■ TASK PROMPT
Across the entries below, how many lines include the word "root"? Reply with only the number.

---+---

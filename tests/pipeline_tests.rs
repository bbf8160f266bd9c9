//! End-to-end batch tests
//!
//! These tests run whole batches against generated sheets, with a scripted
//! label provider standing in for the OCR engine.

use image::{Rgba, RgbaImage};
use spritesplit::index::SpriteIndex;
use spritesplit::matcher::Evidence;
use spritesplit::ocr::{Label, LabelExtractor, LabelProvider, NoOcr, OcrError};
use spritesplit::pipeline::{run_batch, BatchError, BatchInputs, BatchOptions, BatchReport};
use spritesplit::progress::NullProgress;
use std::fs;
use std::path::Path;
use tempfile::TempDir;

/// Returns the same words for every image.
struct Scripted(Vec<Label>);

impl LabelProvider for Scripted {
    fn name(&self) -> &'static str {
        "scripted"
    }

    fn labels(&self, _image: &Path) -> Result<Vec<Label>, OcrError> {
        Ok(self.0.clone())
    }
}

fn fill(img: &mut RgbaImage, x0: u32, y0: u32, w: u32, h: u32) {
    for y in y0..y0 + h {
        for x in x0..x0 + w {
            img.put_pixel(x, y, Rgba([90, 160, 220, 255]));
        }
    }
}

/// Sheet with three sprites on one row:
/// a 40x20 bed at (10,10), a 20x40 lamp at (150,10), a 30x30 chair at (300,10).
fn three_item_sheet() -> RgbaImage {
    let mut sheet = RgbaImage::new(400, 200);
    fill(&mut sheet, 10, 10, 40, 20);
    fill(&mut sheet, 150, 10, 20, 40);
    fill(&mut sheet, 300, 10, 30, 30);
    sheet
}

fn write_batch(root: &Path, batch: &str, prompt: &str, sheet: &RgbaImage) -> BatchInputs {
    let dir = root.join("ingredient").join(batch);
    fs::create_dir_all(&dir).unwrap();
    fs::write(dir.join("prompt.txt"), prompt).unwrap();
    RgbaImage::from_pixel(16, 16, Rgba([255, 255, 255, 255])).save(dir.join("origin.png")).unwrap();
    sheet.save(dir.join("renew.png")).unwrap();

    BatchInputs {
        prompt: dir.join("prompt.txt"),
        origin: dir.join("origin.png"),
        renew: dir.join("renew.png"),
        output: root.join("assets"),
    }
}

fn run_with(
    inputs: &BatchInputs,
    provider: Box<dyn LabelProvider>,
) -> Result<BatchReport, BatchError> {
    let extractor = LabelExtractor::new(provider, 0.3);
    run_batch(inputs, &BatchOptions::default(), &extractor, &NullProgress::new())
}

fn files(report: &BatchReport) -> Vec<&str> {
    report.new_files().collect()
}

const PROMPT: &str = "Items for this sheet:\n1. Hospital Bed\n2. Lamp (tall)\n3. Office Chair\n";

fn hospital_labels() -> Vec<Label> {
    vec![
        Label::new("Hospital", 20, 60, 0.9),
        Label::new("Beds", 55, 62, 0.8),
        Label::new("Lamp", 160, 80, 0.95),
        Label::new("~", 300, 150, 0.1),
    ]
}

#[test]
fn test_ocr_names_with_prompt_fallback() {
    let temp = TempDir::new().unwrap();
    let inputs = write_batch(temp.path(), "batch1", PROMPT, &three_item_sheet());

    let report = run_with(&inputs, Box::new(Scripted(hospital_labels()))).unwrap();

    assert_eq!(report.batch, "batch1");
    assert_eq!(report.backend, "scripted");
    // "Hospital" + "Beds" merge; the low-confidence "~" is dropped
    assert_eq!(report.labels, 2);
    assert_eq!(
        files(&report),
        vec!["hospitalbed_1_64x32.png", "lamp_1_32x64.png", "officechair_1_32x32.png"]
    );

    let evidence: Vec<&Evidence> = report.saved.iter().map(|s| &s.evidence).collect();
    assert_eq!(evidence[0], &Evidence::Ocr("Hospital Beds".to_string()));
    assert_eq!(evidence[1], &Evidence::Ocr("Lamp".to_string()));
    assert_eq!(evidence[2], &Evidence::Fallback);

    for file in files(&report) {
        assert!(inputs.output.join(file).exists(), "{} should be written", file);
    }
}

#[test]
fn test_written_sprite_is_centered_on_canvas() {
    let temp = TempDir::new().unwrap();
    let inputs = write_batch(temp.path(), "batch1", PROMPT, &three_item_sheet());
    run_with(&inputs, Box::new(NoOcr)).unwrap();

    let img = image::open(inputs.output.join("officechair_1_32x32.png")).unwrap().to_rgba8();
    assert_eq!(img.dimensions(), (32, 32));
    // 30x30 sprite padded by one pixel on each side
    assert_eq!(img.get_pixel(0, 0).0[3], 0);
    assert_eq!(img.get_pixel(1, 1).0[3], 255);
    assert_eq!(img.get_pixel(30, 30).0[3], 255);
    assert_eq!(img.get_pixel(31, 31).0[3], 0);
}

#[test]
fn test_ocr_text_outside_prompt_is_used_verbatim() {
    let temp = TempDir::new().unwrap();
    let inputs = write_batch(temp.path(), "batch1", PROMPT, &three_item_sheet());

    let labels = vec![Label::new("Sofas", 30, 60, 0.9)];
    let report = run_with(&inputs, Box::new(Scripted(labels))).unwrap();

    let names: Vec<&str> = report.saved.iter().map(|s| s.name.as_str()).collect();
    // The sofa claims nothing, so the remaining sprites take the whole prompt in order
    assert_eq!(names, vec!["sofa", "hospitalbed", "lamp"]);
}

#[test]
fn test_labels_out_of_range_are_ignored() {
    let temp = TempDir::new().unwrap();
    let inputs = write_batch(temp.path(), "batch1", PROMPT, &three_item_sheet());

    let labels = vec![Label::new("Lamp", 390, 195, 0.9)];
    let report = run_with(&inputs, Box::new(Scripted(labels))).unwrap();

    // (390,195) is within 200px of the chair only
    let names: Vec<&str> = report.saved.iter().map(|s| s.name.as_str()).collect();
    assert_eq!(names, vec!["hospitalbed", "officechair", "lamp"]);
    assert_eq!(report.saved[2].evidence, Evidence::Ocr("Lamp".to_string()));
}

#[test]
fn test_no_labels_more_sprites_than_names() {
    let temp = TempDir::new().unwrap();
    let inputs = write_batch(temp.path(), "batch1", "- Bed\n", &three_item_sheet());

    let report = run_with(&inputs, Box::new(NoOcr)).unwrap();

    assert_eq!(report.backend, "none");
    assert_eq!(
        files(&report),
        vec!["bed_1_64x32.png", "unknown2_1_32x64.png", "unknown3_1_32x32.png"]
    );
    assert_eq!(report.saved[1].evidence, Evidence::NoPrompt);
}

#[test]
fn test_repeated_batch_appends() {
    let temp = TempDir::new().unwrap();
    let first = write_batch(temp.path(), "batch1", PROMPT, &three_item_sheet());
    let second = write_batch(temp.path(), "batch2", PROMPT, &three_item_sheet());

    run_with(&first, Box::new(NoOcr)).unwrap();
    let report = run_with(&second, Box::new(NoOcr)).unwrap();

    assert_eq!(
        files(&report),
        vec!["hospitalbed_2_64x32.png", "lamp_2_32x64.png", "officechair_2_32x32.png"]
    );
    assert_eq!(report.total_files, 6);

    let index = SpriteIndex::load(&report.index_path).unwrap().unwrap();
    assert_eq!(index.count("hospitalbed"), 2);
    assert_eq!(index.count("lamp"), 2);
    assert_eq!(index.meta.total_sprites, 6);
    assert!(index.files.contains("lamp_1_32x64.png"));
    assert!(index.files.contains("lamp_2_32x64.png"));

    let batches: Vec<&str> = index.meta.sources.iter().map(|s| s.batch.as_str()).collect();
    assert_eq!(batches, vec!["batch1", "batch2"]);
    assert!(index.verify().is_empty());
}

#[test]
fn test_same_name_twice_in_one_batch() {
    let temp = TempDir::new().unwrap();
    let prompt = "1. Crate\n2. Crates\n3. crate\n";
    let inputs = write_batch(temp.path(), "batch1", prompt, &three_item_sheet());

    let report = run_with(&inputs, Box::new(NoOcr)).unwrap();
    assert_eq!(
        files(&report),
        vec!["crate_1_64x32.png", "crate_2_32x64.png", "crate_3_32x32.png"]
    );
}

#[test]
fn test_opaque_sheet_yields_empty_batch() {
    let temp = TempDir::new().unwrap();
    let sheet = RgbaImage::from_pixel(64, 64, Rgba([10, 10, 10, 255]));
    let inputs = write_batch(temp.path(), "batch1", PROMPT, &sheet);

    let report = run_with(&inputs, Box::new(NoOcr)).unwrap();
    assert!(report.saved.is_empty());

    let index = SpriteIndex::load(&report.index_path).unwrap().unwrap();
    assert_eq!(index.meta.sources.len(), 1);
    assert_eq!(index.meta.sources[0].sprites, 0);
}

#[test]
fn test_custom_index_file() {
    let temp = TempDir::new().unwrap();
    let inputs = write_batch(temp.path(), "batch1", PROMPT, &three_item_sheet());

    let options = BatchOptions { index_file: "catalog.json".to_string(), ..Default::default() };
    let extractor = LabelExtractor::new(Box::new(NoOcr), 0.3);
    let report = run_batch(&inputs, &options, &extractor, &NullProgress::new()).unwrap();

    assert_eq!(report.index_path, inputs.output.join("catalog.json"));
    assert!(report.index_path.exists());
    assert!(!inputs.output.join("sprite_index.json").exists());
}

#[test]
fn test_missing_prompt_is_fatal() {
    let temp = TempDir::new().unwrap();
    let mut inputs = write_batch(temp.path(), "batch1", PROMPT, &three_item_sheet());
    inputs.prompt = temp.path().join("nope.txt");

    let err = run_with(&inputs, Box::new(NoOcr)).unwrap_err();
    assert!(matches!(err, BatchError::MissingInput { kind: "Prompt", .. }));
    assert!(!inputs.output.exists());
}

---+---

■ TASK RESPONSE
3